• What is expected
Return the records exactly, from the first line through the "use arrow_csv::reader::Format;" line.

Dataset records Start Marker

//! Delimited text.
//!
//! Reading infers column types with `arrow-csv`; geometry columns are found
//! later by the detector. Writing emits the attributes followed by a `wkt`
//! column, plus `geometry_layer` and `geometry_proj4` when they carry
//! information.

use std::fs::File;
use std::io::{Seek, SeekFrom};
use std::path::Path;
use std::sync::Arc;

use arrow_array::{ArrayRef, RecordBatch, RecordBatchOptions, StringArray};
use arrow_csv::reader::Format;
use arrow_csv::{ReaderBuilder, WriterBuilder};
use arrow_schema::{DataType, Field, Schema};
use arrow_select::concat::concat_batches;
use log::debug;

use crate::detect::{GEOMETRY_LAYER_COLUMN, GEOMETRY_PROJ4_COLUMN, WKT_COLUMN};
use crate::error::{FormatError, IoErrorExt, Result};
use crate::formats::{SourceLayer, declared_proj4, layer_name};
use crate::table::GeoTable;

/// Options for reading delimited text.
#[derive(Debug, Clone)]
pub struct CsvReadOptions {
    /// Field delimiter (default: b',')
    pub delimiter: u8,
    /// Whether the first line holds column names (default: true)
    pub has_header: bool,
    /// Infer date and timestamp columns instead of keeping them as text (default: false)
    pub parse_dates: bool,
    /// Rows sampled for type inference; `None` reads them all (default: 1000)
    pub schema_infer_max_records: Option<usize>,
}

impl Default for CsvReadOptions {
    fn default() -> Self {
        Self {
            delimiter: b',',
            has_header: true,
            parse_dates: false,
            schema_infer_max_records: Some(1000),
        }
    }
}

impl CsvReadOptions {
    #[must_use]
    pub fn new() -> Self {
        Self::default()
    }

    #[must_use]
    pub fn with_delimiter(mut self, delimiter: u8) -> Self {
        self.delimiter = delimiter;
        self
    }

    #[must_use]
    pub fn with_header(mut self, has_header: bool) -> Self {
        self.has_header = has_header;
        self
    }

    #[must_use]
    pub fn with_parse_dates(mut self, parse_dates: bool) -> Self {
        self.parse_dates = parse_dates;
        self
    }

    #[must_use]
    pub fn with_schema_infer_max_records(mut self, max_records: Option<usize>) -> Self {
        self.schema_infer_max_records = max_records;
        self
    }
}

/// Options for writing delimited text.
#[derive(Debug, Clone)]
pub struct CsvWriteOptions {
    /// Field delimiter (default: b',')
    pub delimiter: u8,
    /// Whether to write a header row (default: true)
    pub has_header: bool,
}

impl Default for CsvWriteOptions {
    fn default() -> Self {
        Self {
            delimiter: b',',
            has_header: true,
        }
    }
}

impl CsvWriteOptions {
    #[must_use]
    pub fn new() -> Self {
        Self::default()
    }

    #[must_use]
    pub fn with_delimiter(mut self, delimiter: u8) -> Self {
        self.delimiter = delimiter;
        self
    }

    #[must_use]
    pub fn with_header(mut self, has_header: bool) -> Self {
        self.has_header = has_header;
        self
    }
}

/// Reads a delimited file as one layer named after the file stem.
///
/// # Errors
///
/// Fails when the file cannot be opened or parsed, or has no columns.
pub fn read(path: &Path, options: &CsvReadOptions) -> Result<SourceLayer> {
    let attributes = read_batch(path, options)?;
    debug!(
        "Read {} rows and {} columns from {}",
        attributes.num_rows(),
        attributes.num_columns(),
        path.display()
    );
    Ok(SourceLayer::new(layer_name(path), attributes).with_native_proj4(declared_proj4(path, None)?))
}

fn read_batch(path: &Path, options: &CsvReadOptions) -> Result<RecordBatch> {
    let mut file = File::open(path).with_read_context("CSV", path)?;
    let format = Format::default()
        .with_header(options.has_header)
        .with_delimiter(options.delimiter);
    let (schema, _) = format
        .infer_schema(&mut file, options.schema_infer_max_records)
        .with_read_context("CSV", path)?;
    if schema.fields().is_empty() {
        return Err(FormatError::EmptySource {
            path: path.to_path_buf(),
        }
        .into());
    }
    let schema = Arc::new(if options.parse_dates {
        schema
    } else {
        dates_as_text(&schema)
    });

    file.seek(SeekFrom::Start(0)).with_read_context("CSV", path)?;
    let reader = ReaderBuilder::new(Arc::clone(&schema))
        .with_format(format)
        .build(file)
        .with_read_context("CSV", path)?;
    let batches = reader
        .collect::<std::result::Result<Vec<_>, _>>()
        .with_read_context("CSV", path)?;
    Ok(concat_batches(&schema, &batches)?)
}

fn dates_as_text(schema: &Schema) -> Schema {
    Schema::new(
        schema
            .fields()
            .iter()
            .map(|field| match field.data_type() {
                DataType::Date32
                | DataType::Date64
                | DataType::Timestamp(_, _)
                | DataType::Time32(_)
                | DataType::Time64(_) => Field::new(field.name(), DataType::Utf8, true),
                _ => field.as_ref().clone(),
            })
            .collect::<Vec<_>>(),
    )
}

/// Writes a table as delimited text.
///
/// # Errors
///
/// Fails when the file cannot be created or a column cannot be rendered.
pub fn write(table: &GeoTable, path: &Path, options: &CsvWriteOptions) -> Result<()> {
    let batch = to_batch(table)?;
    let file = File::create(path).with_write_context("CSV", path)?;
    let mut writer = WriterBuilder::new()
        .with_delimiter(options.delimiter)
        .with_header(options.has_header)
        .build(file);
    writer.write(&batch).with_write_context("CSV", path)?;
    debug!("Wrote {} rows to {}", batch.num_rows(), path.display());
    Ok(())
}

/// Builds the batch written to CSV: attributes, then `wkt`, then the layer and
/// projection columns when needed.
pub(crate) fn to_batch(table: &GeoTable) -> Result<RecordBatch> {
    let reserved = [WKT_COLUMN, GEOMETRY_LAYER_COLUMN, GEOMETRY_PROJ4_COLUMN];
    let attributes = table.attributes();
    let mut fields: Vec<Field> = Vec::new();
    let mut columns: Vec<ArrayRef> = Vec::new();
    for (field, column) in attributes.schema().fields().iter().zip(attributes.columns()) {
        if reserved.contains(&field.name().as_str()) {
            continue;
        }
        fields.push(field.as_ref().clone());
        columns.push(Arc::clone(column));
    }

    let mut text_column = |name: &str, values: Vec<String>| {
        fields.push(Field::new(name, DataType::Utf8, false));
        columns.push(Arc::new(StringArray::from(values)) as ArrayRef);
    };
    text_column(
        WKT_COLUMN,
        table.geometries().iter().map(|g| g.to_wkt()).collect(),
    );
    if !table.has_one_layer() {
        text_column(GEOMETRY_LAYER_COLUMN, table.layers().to_vec());
    }
    if !table.has_standard_proj4() {
        text_column(GEOMETRY_PROJ4_COLUMN, table.proj4s().to_vec());
    }

    Ok(RecordBatch::try_new_with_options(
        Arc::new(Schema::new(fields)),
        columns,
        &RecordBatchOptions::new().with_row_count(Some(table.len())),
    )?)
}

#[cfg(test)]
mod tests {
    use super::*;
    use crate::geometry::Geometry;
    use crate::projection::LONGITUDE_LATITUDE_PROJ4;
    use std::fs;
    use tempfile::TempDir;

    #[test]
    fn test_read_infers_types() {
        let dir = TempDir::new().unwrap();
        let path = dir.path().join("points.csv");
        fs::write(&path, "name,value,wkt\nA,1,POINT (0 0)\nB,2.5,POINT (1 1)\n").unwrap();

        let layer = read(&path, &CsvReadOptions::default()).unwrap();
        assert_eq!(layer.name, "points");
        assert_eq!(layer.num_rows(), 2);
        assert_eq!(layer.column_names(), vec!["name", "value", "wkt"]);
        let schema = layer.attributes.schema();
        assert_eq!(schema.field_with_name("value").unwrap().data_type(), &DataType::Float64);
        assert!(layer.native_proj4.is_none());
    }

    #[test]
    fn test_dates_stay_text_unless_requested() {
        let dir = TempDir::new().unwrap();
        let path = dir.path().join("events.csv");
        fs::write(&path, "day,lat,lon\n2020-01-02,1,2\n").unwrap();

        let layer = read(&path, &CsvReadOptions::default()).unwrap();
        let schema = layer.attributes.schema();
        assert_eq!(schema.field_with_name("day").unwrap().data_type(), &DataType::Utf8);

        let layer = read(&path, &CsvReadOptions::new().with_parse_dates(true)).unwrap();
        let schema = layer.attributes.schema();
        assert_eq!(schema.field_with_name("day").unwrap().data_type(), &DataType::Date32);
    }

    #[test]
    fn test_read_delimiter_and_sidecar() {
        let dir = TempDir::new().unwrap();
        let path = dir.path().join("points.tsv");
        fs::write(&path, "wkt\tname\nPOINT (0 0)\tA\n").unwrap();
        fs::write(dir.path().join("points.proj4"), "+proj=utm +zone=17\n").unwrap();

        let layer = read(&path, &CsvReadOptions::new().with_delimiter(b'\t')).unwrap();
        assert_eq!(layer.column_names(), vec!["wkt", "name"]);
        assert_eq!(layer.native_proj4.as_deref(), Some("+proj=utm +zone=17"));
    }

    #[test]
    fn test_read_empty_file_fails() {
        let dir = TempDir::new().unwrap();
        let path = dir.path().join("empty.csv");
        fs::write(&path, "").unwrap();
        assert!(read(&path, &CsvReadOptions::default()).is_err());
    }

    #[test]
    fn test_write_adds_reserved_columns_only_when_needed() {
        let one = GeoTable::new(
            crate::formats::attributes::empty_batch(1).unwrap(),
            vec![Geometry::point(1.0, 2.0)],
            vec!["a".to_string()],
            vec![LONGITUDE_LATITUDE_PROJ4.to_string()],
        )
        .unwrap();
        let batch = to_batch(&one).unwrap();
        let names: Vec<String> = batch.schema().fields().iter().map(|f| f.name().clone()).collect();
        assert_eq!(names, vec!["wkt"]);

        let two = GeoTable::concat(&[
            one.clone(),
            GeoTable::new(
                crate::formats::attributes::empty_batch(1).unwrap(),
                vec![Geometry::point(500_000.0, 0.0)],
                vec!["b".to_string()],
                vec!["+proj=utm +zone=31".to_string()],
            )
            .unwrap(),
        ])
        .unwrap();
        let batch = to_batch(&two).unwrap();
        let names: Vec<String> = batch.schema().fields().iter().map(|f| f.name().clone()).collect();
        assert_eq!(names, vec!["wkt", "geometry_layer", "geometry_proj4"]);

        let dir = TempDir::new().unwrap();
        let path = dir.path().join("out.csv");
        write(&two, &path, &CsvWriteOptions::default()).unwrap();
        let text = fs::read_to_string(&path).unwrap();
        assert!(text.starts_with("wkt,geometry_layer,geometry_proj4\n"));
        assert!(text.contains("POINT (1 2),a,"));
    }
}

Dataset records End Marker

• Answer to the problem
//! Delimited text.
//!
//! Reading infers column types with `arrow-csv`; geometry columns are found
//! later by the detector. Writing emits the attributes followed by a `wkt`
//! column, plus `geometry_layer` and `geometry_proj4` when they carry
//! information.

use std::fs::File;
use std::io::{Seek, SeekFrom};
use std::path::Path;
use std::sync::Arc;

use arrow_array::{ArrayRef, RecordBatch, RecordBatchOptions, StringArray};
use arrow_csv::reader::Format;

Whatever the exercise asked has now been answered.